Hurrah! Summer is here… apparently.

Well, already lost in the mists of time are memories of last year’s mega early summer heatwave as June has been a soggy old affair up to point of writing. But, unpredictable as the weather is, this is indeed what us Brits call summer, and with it comes the season of barbecues, pub gardens and festivals. 

For the discerning beer drinker, thoughts then often turn to what is the most popular but also most abused type of beer there is – lager.

But, what is lager? Despite what you may think, surveying the bewildering selection on offer at your local beer emporium, essentially beer can be broken down into just three categories – Ale, Lager and Spontaneously Fermented Beer. What determines these is the kind of yeast used to convert the sugars into alcohol, and how it works.

The wild card amongst these three, and the most uncommon in this country are Spontaneously Fermented Beers, left open to ferment with wild yeasts blowing in (although most are now made in controlled situations with cultivated strains of wild yeasts). These are your sour beers and saisons, very distinctively flavoured by these yeasts..

In British Brewing terms, the granddaddy style is Ale. Ales are brewed with a yeast that ferments from the top of the liquid and at a warm temperature (usually between 15 and 24 degrees, higher for some styles). These are the beers that traditionally have been brewed in this country for centuries – bitters, brown ales, stouts and porters, originally in cask.

Lagers originated in central Europe and are brewed with yeasts that ferment from the bottom of the liquid, at a much colder temperature. This has to happen over a much longer period in order to convert the sugars into alcohol and for the flavours to develop. In fact, the very name “Lager”, in German, means storeroom, or warehouse. For this process to happen should take at least six weeks (ale ferments out in about a week), which makes lagers harder to produce, especially for small brewers as it ties up vessels for longer periods of time.

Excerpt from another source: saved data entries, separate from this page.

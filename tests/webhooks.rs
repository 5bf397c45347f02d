//! Webhook delivery against a mock endpoint.
//!
//! Verifies the signed delivery headers and that lifecycle transitions fire
//! events without blocking the decision path.

use std::sync::Arc;
use std::time::Duration;

use greenlight::manager::{ApprovalPolicy, LifecycleManager};
use greenlight::models::approval::{ApprovalKind, Decision, NewApproval};
use greenlight::notification::webhook::{WebhookEvent, WebhookNotifier};
use greenlight::store::{ApprovalStore, MemoryStore};
use wiremock::matchers::{header, header_exists, method, path};
use wiremock::{Mock, MockServer, ResponseTemplate};

fn engine() -> LifecycleManager {
    LifecycleManager::new(
        Arc::new(MemoryStore::new()) as Arc<dyn ApprovalStore>,
        ApprovalPolicy::default(),
    )
}

#[tokio::test]
async fn test_signed_delivery_carries_signature_headers() {
    let server = MockServer::start().await;
    Mock::given(method("POST"))
        .and(path("/hooks/greenlight"))
        .and(header("x-greenlight-event", "request_created"))
        .and(header_exists("x-greenlight-signature"))
        .and(header_exists("x-greenlight-delivery-id"))
        .respond_with(ResponseTemplate::new(200))
        .expect(1)
        .mount(&server)
        .await;

    let mgr = engine();
    let rec = mgr
        .request_approval(NewApproval::new(
            ApprovalKind::Generic,
            "deploy",
            "ship it",
            "pipeline",
        ))
        .await
        .unwrap();

    let notifier = WebhookNotifier::new();
    notifier
        .send_signed(
            &format!("{}/hooks/greenlight", server.uri()),
            &WebhookEvent::request_created(&rec),
            Some("s3cret"),
        )
        .await
        .unwrap();
}

#[tokio::test]
async fn test_unsigned_delivery_omits_signature() {
    let server = MockServer::start().await;
    Mock::given(method("POST"))
        .and(header_exists("x-greenlight-signature"))
        .respond_with(ResponseTemplate::new(200))
        .expect(0)
        .mount(&server)
        .await;
    Mock::given(method("POST"))
        .respond_with(ResponseTemplate::new(200))
        .expect(1)
        .mount(&server)
        .await;

    let mgr = engine();
    let rec = mgr
        .request_approval(NewApproval::new(
            ApprovalKind::Generic,
            "deploy",
            "ship it",
            "pipeline",
        ))
        .await
        .unwrap();

    let notifier = WebhookNotifier::new();
    notifier
        .send(&server.uri(), &WebhookEvent::request_created(&rec))
        .await
        .unwrap();
}

#[tokio::test]
async fn test_lifecycle_dispatches_created_and_resolved_events() {
    let server = MockServer::start().await;
    Mock::given(method("POST"))
        .and(header("x-greenlight-event", "request_created"))
        .respond_with(ResponseTemplate::new(200))
        .expect(1)
        .mount(&server)
        .await;
    Mock::given(method("POST"))
        .and(header("x-greenlight-event", "request_resolved"))
        .respond_with(ResponseTemplate::new(200))
        .expect(1)
        .mount(&server)
        .await;

    let mgr = LifecycleManager::new(
        Arc::new(MemoryStore::new()) as Arc<dyn ApprovalStore>,
        ApprovalPolicy::default(),
    )
    .with_webhook_targets(vec![(server.uri(), None)]);

    let rec = mgr
        .request_approval(NewApproval::new(
            ApprovalKind::PlanApproval,
            "plan",
            "step 1…",
            "pipeline",
        ))
        .await
        .unwrap();
    mgr.decide(rec.id, Decision::Approve, "alice", None)
        .await
        .unwrap();

    // Dispatch is fire-and-forget; give the detached deliveries a moment
    // before the mock verifies expectations on drop.
    tokio::time::sleep(Duration::from_millis(500)).await;
}
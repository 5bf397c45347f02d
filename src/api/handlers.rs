use std::sync::Arc;
use std::time::Duration;

use axum::{
    extract::{Path, Query, State},
    http::StatusCode,
    Json,
};
use serde::{Deserialize, Serialize};
use uuid::Uuid;

use crate::errors::AppError;
use crate::models::approval::{
    ApprovalKind, ApprovalRequest, ApprovalStatus, Decision, NewApproval, Priority,
};
use crate::store::ListFilter;
use crate::AppState;

// ── Request / Response DTOs ──────────────────────────────────

#[derive(Deserialize)]
pub struct CreateRequestPayload {
    pub kind: ApprovalKind,
    pub title: String,
    pub content: String,
    #[serde(default)]
    pub context: serde_json::Value,
    pub requested_by: String,
    pub timeout_seconds: Option<u64>,
    pub priority: Option<Priority>,
}

#[derive(Serialize)]
pub struct CreateRequestResponse {
    pub request_id: Uuid,
}

#[derive(Deserialize)]
pub struct DecisionPayload {
    pub decision: Decision, // "approve" | "reject"
    pub decided_by: String,
    pub reason: Option<String>,
}

#[derive(Serialize)]
pub struct ResolutionResponse {
    pub id: Uuid,
    pub status: ApprovalStatus,
}

#[derive(Deserialize)]
pub struct ListParams {
    pub status: Option<ApprovalStatus>,
    pub kind: Option<ApprovalKind>,
    pub requested_by: Option<String>,
}

// ── Handlers ─────────────────────────────────────────────────

/// POST /api/v1/requests — submit a new decision checkpoint
pub async fn create_request(
    State(state): State<Arc<AppState>>,
    Json(payload): Json<CreateRequestPayload>,
) -> Result<(StatusCode, Json<CreateRequestResponse>), AppError> {
    if payload.title.trim().is_empty() {
        return Err(AppError::Validation("title must not be empty".into()));
    }
    if payload.requested_by.trim().is_empty() {
        return Err(AppError::Validation("requested_by must not be empty".into()));
    }

    let mut new = NewApproval::new(
        payload.kind,
        payload.title,
        payload.content,
        payload.requested_by,
    )
    .context(payload.context);
    if let Some(priority) = payload.priority {
        new = new.priority(priority);
    }
    if let Some(secs) = payload.timeout_seconds {
        new = new.timeout(Duration::from_secs(secs));
    }

    let record = state.manager.request_approval(new).await?;
    Ok((
        StatusCode::CREATED,
        Json(CreateRequestResponse {
            request_id: record.id,
        }),
    ))
}

/// GET /api/v1/requests/:id — full snapshot of one request
pub async fn get_request(
    State(state): State<Arc<AppState>>,
    Path(id_str): Path<String>,
) -> Result<Json<ApprovalRequest>, AppError> {
    let id = parse_id(&id_str)?;
    Ok(Json(state.manager.get(id).await?))
}

/// GET /api/v1/requests — filtered list, newest first
pub async fn list_requests(
    State(state): State<Arc<AppState>>,
    Query(params): Query<ListParams>,
) -> Result<Json<Vec<ApprovalRequest>>, AppError> {
    let filter = ListFilter {
        status: params.status,
        kind: params.kind,
        requested_by: params.requested_by,
    };
    Ok(Json(state.manager.list(filter).await?))
}

/// POST /api/v1/requests/:id/decision — approve or reject a request
pub async fn decide_request(
    State(state): State<Arc<AppState>>,
    Path(id_str): Path<String>,
    Json(payload): Json<DecisionPayload>,
) -> Result<Json<ResolutionResponse>, AppError> {
    let id = parse_id(&id_str)?;

    let record = state
        .manager
        .decide(id, payload.decision, payload.decided_by, payload.reason)
        .await?;

    Ok(Json(ResolutionResponse {
        id: record.id,
        status: record.status,
    }))
}

/// POST /api/v1/requests/:id/cancel — resolve a request whose producer aborted
pub async fn cancel_request(
    State(state): State<Arc<AppState>>,
    Path(id_str): Path<String>,
) -> Result<Json<ResolutionResponse>, AppError> {
    let id = parse_id(&id_str)?;
    let record = state.manager.cancel(id).await?;
    Ok(Json(ResolutionResponse {
        id: record.id,
        status: record.status,
    }))
}

fn parse_id(raw: &str) -> Result<Uuid, AppError> {
    Uuid::parse_str(raw).map_err(|_| AppError::Validation(format!("invalid request id: {raw}")))
}
//! Bounded reject → regenerate → resubmit loop around a checkpoint.
//!
//! The controller only ever touches request state through the lifecycle
//! manager's public operations. Each resubmission is a brand-new record
//! linked to its rejected predecessor by `parent_id`/`revision_index`, so
//! the whole chain stays auditable.

use std::sync::Arc;
use std::time::Duration;

use async_trait::async_trait;
use serde_json::Value;
use uuid::Uuid;

use crate::errors::AppError;
use crate::manager::LifecycleManager;
use crate::models::approval::{ApprovalKind, DecisionOutcome, NewApproval, Priority};

/// Artifact produced by the pipeline for one submission.
#[derive(Debug, Clone)]
pub struct Artifact {
    pub title: String,
    pub content: String,
    pub context: Value,
}

impl Artifact {
    pub fn new(title: impl Into<String>, content: impl Into<String>) -> Self {
        Self {
            title: title.into(),
            content: content.into(),
            context: Value::Null,
        }
    }

    pub fn context(mut self, context: Value) -> Self {
        self.context = context;
        self
    }
}

/// Callback into the content-producing pipeline. `feedback` carries the
/// rejection reason of the previous attempt; `None` on the first build.
#[async_trait]
pub trait ContentBuilder: Send {
    async fn build(&mut self, feedback: Option<&str>) -> anyhow::Result<Artifact>;
}

/// One submission in the audit chain.
#[derive(Debug, Clone)]
pub struct Attempt {
    pub request_id: Uuid,
    pub revision_index: u32,
    pub title: String,
    pub outcome: DecisionOutcome,
}

/// How the loop ended. Every variant retains the full attempt chain.
#[derive(Debug)]
pub enum FinalOutcome {
    Accepted {
        artifact: Artifact,
        attempts: Vec<Attempt>,
    },
    /// The last permitted submission was rejected too. A business outcome,
    /// not an error.
    RevisionLimitExceeded { attempts: Vec<Attempt> },
    /// The pending request expired. Does not count as a revision and is
    /// never auto-resubmitted.
    TimedOut { attempts: Vec<Attempt> },
    /// The request was cancelled out from under the loop.
    Cancelled { attempts: Vec<Attempt> },
}

pub struct RevisionController {
    manager: Arc<LifecycleManager>,
    requested_by: String,
    priority: Priority,
    timeout: Option<Duration>,
}

impl RevisionController {
    pub fn new(manager: Arc<LifecycleManager>, requested_by: impl Into<String>) -> Self {
        Self {
            manager,
            requested_by: requested_by.into(),
            priority: Priority::default(),
            timeout: None,
        }
    }

    pub fn priority(mut self, priority: Priority) -> Self {
        self.priority = priority;
        self
    }

    /// Per-request deadline for every submission in the loop. Falls back to
    /// the engine policy default when unset.
    pub fn timeout(mut self, timeout: Duration) -> Self {
        self.timeout = Some(timeout);
        self
    }

    /// Runs the loop: build, submit, await. A rejection regenerates with the
    /// reviewer's feedback and resubmits, at most `max_revisions` times.
    ///
    /// Waits on each submission without a caller-side window — deadline
    /// enforcement belongs to the request itself (the timeout sweep turns an
    /// unanswered request into the `TimedOut` outcome).
    pub async fn submit_for_approval(
        &self,
        kind: ApprovalKind,
        builder: &mut dyn ContentBuilder,
        max_revisions: u32,
    ) -> Result<FinalOutcome, AppError> {
        let mut attempts: Vec<Attempt> = Vec::new();
        let mut feedback: Option<String> = None;
        let mut parent_id: Option<Uuid> = None;
        let mut revision: u32 = 0;

        loop {
            let artifact = builder
                .build(feedback.as_deref())
                .await
                .map_err(AppError::Internal)?;

            let mut new = NewApproval::new(
                kind,
                artifact.title.clone(),
                artifact.content.clone(),
                self.requested_by.clone(),
            )
            .context(artifact.context.clone())
            .priority(self.priority);
            new.revision_index = revision;
            new.parent_id = parent_id;
            if let Some(timeout) = self.timeout {
                new = new.timeout(timeout);
            }

            let record = self.manager.request_approval(new).await?;
            let outcome = self.manager.wait_for_decision(record.id, None).await?;
            attempts.push(Attempt {
                request_id: record.id,
                revision_index: revision,
                title: artifact.title.clone(),
                outcome: outcome.clone(),
            });

            match outcome {
                DecisionOutcome::Approved { decided_by } => {
                    tracing::info!(
                        id = %record.id,
                        revision,
                        %decided_by,
                        "submission accepted"
                    );
                    return Ok(FinalOutcome::Accepted { artifact, attempts });
                }
                DecisionOutcome::Rejected { reason, .. } => {
                    if revision == max_revisions {
                        tracing::warn!(
                            id = %record.id,
                            revision,
                            "revision limit reached, giving up"
                        );
                        return Ok(FinalOutcome::RevisionLimitExceeded { attempts });
                    }
                    tracing::info!(
                        id = %record.id,
                        revision,
                        reason = reason.as_deref().unwrap_or(""),
                        "submission rejected, regenerating"
                    );
                    feedback = reason;
                    parent_id = Some(record.id);
                    revision += 1;
                }
                DecisionOutcome::TimedOut => {
                    return Ok(FinalOutcome::TimedOut { attempts });
                }
                DecisionOutcome::Cancelled => {
                    return Ok(FinalOutcome::Cancelled { attempts });
                }
            }
        }
    }
}
//! Durable keyed storage for approval requests.
//!
//! The engine only depends on the [`ApprovalStore`] contract: atomic
//! conditional transitions plus an ordered change feed. Any backend with a
//! compare-and-swap primitive and pub/sub can implement it; [`MemoryStore`]
//! is the in-process default.

use async_trait::async_trait;
use thiserror::Error;
use tokio::sync::broadcast;
use uuid::Uuid;

use crate::models::approval::{
    ApprovalKind, ApprovalRequest, ApprovalStatus, Disposition,
};
use crate::models::event::ChangeEvent;

pub mod memory;

pub use memory::MemoryStore;

#[derive(Debug, Error)]
pub enum StoreError {
    #[error("approval request {0} already exists")]
    DuplicateId(Uuid),

    #[error("approval request {0} not found")]
    NotFound(Uuid),

    /// The backend is unreachable. Callers must surface this — a request
    /// whose store is down is not "still pending".
    #[error("approval store unavailable")]
    Unavailable,
}

/// Result of a conditional transition. `Conflict` means the compare failed:
/// nothing was mutated and no event was emitted.
#[derive(Debug, Clone)]
pub enum TransitionOutcome {
    Applied(ApprovalRequest),
    Conflict { current: ApprovalStatus },
}

/// Filter for `list`. All fields are conjunctive; `None` matches everything.
#[derive(Debug, Clone, Default)]
pub struct ListFilter {
    pub status: Option<ApprovalStatus>,
    pub kind: Option<ApprovalKind>,
    pub requested_by: Option<String>,
}

impl ListFilter {
    pub fn pending() -> Self {
        Self {
            status: Some(ApprovalStatus::Pending),
            ..Self::default()
        }
    }

    pub fn status(mut self, status: ApprovalStatus) -> Self {
        self.status = Some(status);
        self
    }

    pub fn kind(mut self, kind: ApprovalKind) -> Self {
        self.kind = Some(kind);
        self
    }

    pub fn requested_by(mut self, owner: impl Into<String>) -> Self {
        self.requested_by = Some(owner.into());
        self
    }

    fn matches(&self, record: &ApprovalRequest) -> bool {
        self.status.map_or(true, |s| record.status == s)
            && self.kind.map_or(true, |k| record.kind == k)
            && self
                .requested_by
                .as_deref()
                .map_or(true, |o| record.requested_by == o)
    }
}

#[async_trait]
pub trait ApprovalStore: Send + Sync {
    /// Persists a new record with status forced to `Pending` and emits a
    /// `Created` change event.
    async fn create(&self, record: ApprovalRequest) -> Result<ApprovalRequest, StoreError>;

    async fn get(&self, id: Uuid) -> Result<ApprovalRequest, StoreError>;

    /// Matching records sorted by `created_at` descending.
    async fn list(&self, filter: ListFilter) -> Result<Vec<ApprovalRequest>, StoreError>;

    /// Atomic compare-and-swap: applies `disposition` only if the current
    /// status equals `from`. This is the single serialization point for all
    /// concurrent writers (human decisions, cancellation, the timeout
    /// sweep). On success the `Updated` event is on the feed before the call
    /// returns; on conflict nothing changes.
    async fn transition(
        &self,
        id: Uuid,
        from: ApprovalStatus,
        disposition: Disposition,
    ) -> Result<TransitionOutcome, StoreError>;

    /// Subscribes to the ordered change feed. Events for the same request id
    /// appear in commit order.
    fn subscribe(&self) -> broadcast::Receiver<ChangeEvent>;
}
use anyhow::Result;
use hmac::{Hmac, Mac};
use serde::Serialize;
use sha2::Sha256;
use std::time::Duration;
use tracing::{debug, info, warn};

use crate::models::approval::ApprovalRequest;

// ── Webhook Event Types ───────────────────────────────────────

/// A structured event payload sent to webhook endpoints.
#[derive(Debug, Clone, Serialize)]
pub struct WebhookEvent {
    /// Event type identifier, e.g. "request_created", "request_resolved".
    pub event_type: String,
    /// ISO-8601 timestamp of when the event occurred.
    pub timestamp: String,
    /// The approval request the event is about.
    pub request_id: String,
    /// Checkpoint category.
    pub kind: String,
    /// Owner tag of the submitting producer.
    pub requested_by: String,
    /// Event-specific details (status, decider, reason, deadline, …).
    pub details: serde_json::Value,
}

impl WebhookEvent {
    /// A new request entered the pending set and awaits review.
    pub fn request_created(record: &ApprovalRequest) -> Self {
        Self {
            event_type: "request_created".to_string(),
            timestamp: chrono::Utc::now().to_rfc3339(),
            request_id: record.id.to_string(),
            kind: format!("{:?}", record.kind),
            requested_by: record.requested_by.clone(),
            details: serde_json::json!({
                "title": record.title,
                "priority": record.priority,
                "deadline": record.deadline.to_rfc3339(),
                "revision_index": record.revision_index,
            }),
        }
    }

    /// A request reached a terminal state (decision, cancel, or timeout).
    pub fn request_resolved(record: &ApprovalRequest) -> Self {
        Self {
            event_type: "request_resolved".to_string(),
            timestamp: chrono::Utc::now().to_rfc3339(),
            request_id: record.id.to_string(),
            kind: format!("{:?}", record.kind),
            requested_by: record.requested_by.clone(),
            details: serde_json::json!({
                "status": record.status.as_str(),
                "decided_by": record.decided_by,
                "reason": record.rejection_reason,
                "revision_index": record.revision_index,
            }),
        }
    }
}

// ── HMAC Signing ─────────────────────────────────────────────

/// Compute HMAC-SHA256 of `payload` using `secret`.
/// Returns lowercase hex digest (e.g. "sha256=<hex>").
fn hmac_sha256_hex(secret: &str, payload: &[u8]) -> String {
    let mut mac = Hmac::<Sha256>::new_from_slice(secret.as_bytes())
        .expect("HMAC can take key of any size");
    mac.update(payload);
    let result = mac.finalize();
    let bytes = result.into_bytes();
    format!("sha256={}", hex::encode(bytes))
}

// ── Webhook Notifier ──────────────────────────────────────────

/// Dispatches webhook events to one or more configured URLs.
/// Supports:
/// - HMAC-SHA256 signing (X-Greenlight-Signature header)
/// - Up to 3 retries with exponential back-off (1s → 5s → 25s)
#[derive(Clone)]
pub struct WebhookNotifier {
    client: reqwest::Client,
}

impl WebhookNotifier {
    pub fn new() -> Self {
        Self {
            client: reqwest::Client::builder()
                .timeout(Duration::from_secs(10))
                .user_agent("Greenlight-Webhook/1.0")
                .build()
                .expect("failed to build webhook HTTP client"),
        }
    }

    /// Send a signed webhook event to a single URL with retry.
    ///
    /// If `signing_secret` is `Some`, the request body is signed with
    /// HMAC-SHA256 and the signature is sent in the `X-Greenlight-Signature`
    /// header.
    ///
    /// Retries up to 3 times on failure with exponential back-off.
    /// Returns `Ok(())` if delivery succeeded on any attempt.
    pub async fn send_signed(
        &self,
        url: &str,
        event: &WebhookEvent,
        signing_secret: Option<&str>,
    ) -> Result<()> {
        let payload = serde_json::to_vec(event)
            .map_err(|e| anyhow::anyhow!("webhook serialize error: {}", e))?;
        let delivery_id = uuid::Uuid::new_v4().to_string();
        let timestamp = chrono::Utc::now().timestamp().to_string();
        let signature = signing_secret.map(|s| hmac_sha256_hex(s, &payload));

        let backoff_secs: &[u64] = &[0, 1, 5, 25];

        for (attempt, &delay) in backoff_secs.iter().enumerate() {
            if delay > 0 {
                debug!(
                    url,
                    attempt,
                    delay_secs = delay,
                    event_type = %event.event_type,
                    "retrying webhook delivery"
                );
                tokio::time::sleep(Duration::from_secs(delay)).await;
            }

            let mut req = self
                .client
                .post(url)
                .header("content-type", "application/json")
                .header("x-greenlight-delivery-id", &delivery_id)
                .header("x-greenlight-timestamp", &timestamp)
                .header("x-greenlight-event", &event.event_type);

            if let Some(ref sig) = signature {
                req = req.header("x-greenlight-signature", sig.as_str());
            }

            let result = req.body(payload.clone()).send().await;

            match result {
                Ok(resp) if resp.status().is_success() => {
                    info!(
                        url,
                        event_type = %event.event_type,
                        delivery_id = %delivery_id,
                        attempt,
                        status = %resp.status(),
                        "webhook delivered successfully"
                    );
                    return Ok(());
                }
                Ok(resp) => {
                    let status = resp.status();
                    let body = resp.text().await.unwrap_or_default();
                    warn!(
                        url,
                        event_type = %event.event_type,
                        delivery_id = %delivery_id,
                        attempt,
                        status = %status,
                        body = %body,
                        "webhook delivery failed (non-2xx), will retry"
                    );
                }
                Err(e) => {
                    warn!(
                        url,
                        event_type = %event.event_type,
                        delivery_id = %delivery_id,
                        attempt,
                        error = %e,
                        "webhook request error, will retry"
                    );
                }
            }
        }

        // All attempts exhausted
        warn!(
            url,
            event_type = %event.event_type,
            delivery_id = %delivery_id,
            "webhook delivery failed after all retries"
        );
        Err(anyhow::anyhow!(
            "webhook delivery failed after 3 retries: {}",
            url
        ))
    }

    /// Send without signing.
    pub async fn send(&self, url: &str, event: &WebhookEvent) -> Result<()> {
        self.send_signed(url, event, None).await
    }

    /// Dispatch a signed event to configured targets (URL + optional signing
    /// secret), fire-and-forget.
    ///
    /// Each target is attempted independently with retry; failures in one do
    /// not block others, and none of them block the caller.
    pub async fn dispatch_signed(&self, targets: &[(String, Option<String>)], event: WebhookEvent) {
        if targets.is_empty() {
            debug!("dispatch_signed: no webhook targets, skipping");
            return;
        }

        let notifier = self.clone();
        let targets = targets.to_vec();

        tokio::spawn(async move {
            for (url, secret) in &targets {
                if let Err(e) = notifier.send_signed(url, &event, secret.as_deref()).await {
                    warn!(url, error = %e, "webhook dispatch ultimately failed");
                }
            }
        });
    }
}

impl Default for WebhookNotifier {
    fn default() -> Self {
        Self::new()
    }
}

// ── Tests ─────────────────────────────────────────────────────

The most popular variety (and what one tends to think of when considering a lager) is the “Pilsner” style. The very nature of these beers, with lighter flavours, served cold and fizzy, make them appealing to drinkers, especially when the sunshine is out, a fact borne out by looking at the top selling beers in the world, brands like Budweiser, Heineken and Corona plus the giants of Chinese brewing, Snow and Tsingtao, which are all lagers. These are all great for your summer event, but if you like to support the local economy and buy beers brewed by your local brewery, can you get something cold and fizzy from them?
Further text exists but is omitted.